What is a DEPO?
The Dental Exclusive Provider Organization plan (DEPO) lets you visit any dentist in the plan’s network. You don't need to choose a primary care dentist or get referrals for dental specialists.
If you choose a DEPO plan through Cigna, it’s important to know how it works.1
- This plan covers most in-network preventive and diagnostic services at a competitive rate, or at no extra cost to you.2
- You choose an in-network dentist and schedule an appointment. Pay your bill when you receive services.
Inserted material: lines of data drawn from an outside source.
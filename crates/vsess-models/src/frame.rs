//! Frame index policy.

/// Frame rate assumed when a container reports none.
pub const FALLBACK_FPS: f64 = 30.0;

/// Clamp a requested frame index to `[0, frame_count - 1]`.
///
/// Out-of-range requests resolve to the nearest boundary frame instead of
/// failing. An asset with no frames resolves to 0.
pub fn clamp_frame_index(requested: i64, frame_count: u64) -> u64 {
    let last = frame_count.saturating_sub(1);
    u64::try_from(requested).map_or(0, |index| index.min(last))
}

/// Input seek position (seconds) that lands exactly on frame `index`.
///
/// Seeking half a frame early keeps float rounding from skipping past the
/// target; the decoder then discards everything before it.
pub fn seek_timestamp(index: u64, fps: f64) -> f64 {
    let fps = if fps.is_finite() && fps > 0.0 { fps } else { FALLBACK_FPS };
    ((index as f64 - 0.5) / fps).max(0.0)
}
- When you meet your annual deductible and satisfy any waiting periods, you pay a coinsurance (a portion of covered charges), and the plan pays the rest (up to the yearly or lifetime dollar limit of the plan).
- Your dental providers send in all claims. You don't have to send us claims.
- Easily search for DEPO network providers in the directory on Cigna.com or myCigna.com.
- Out-of-network services are not covered, unless it’s for emergency dental care as defined by your plan documents.
1Please refer to your plan documents or contact your employer for more information on what out-of- pocket costs you may be responsible for and what’s covered and not covered by the plan.
2Not all preventive care services are covered. For example, athletic mouth guards are generally not covered. See your plan documents for the details of your employer’s specific plan.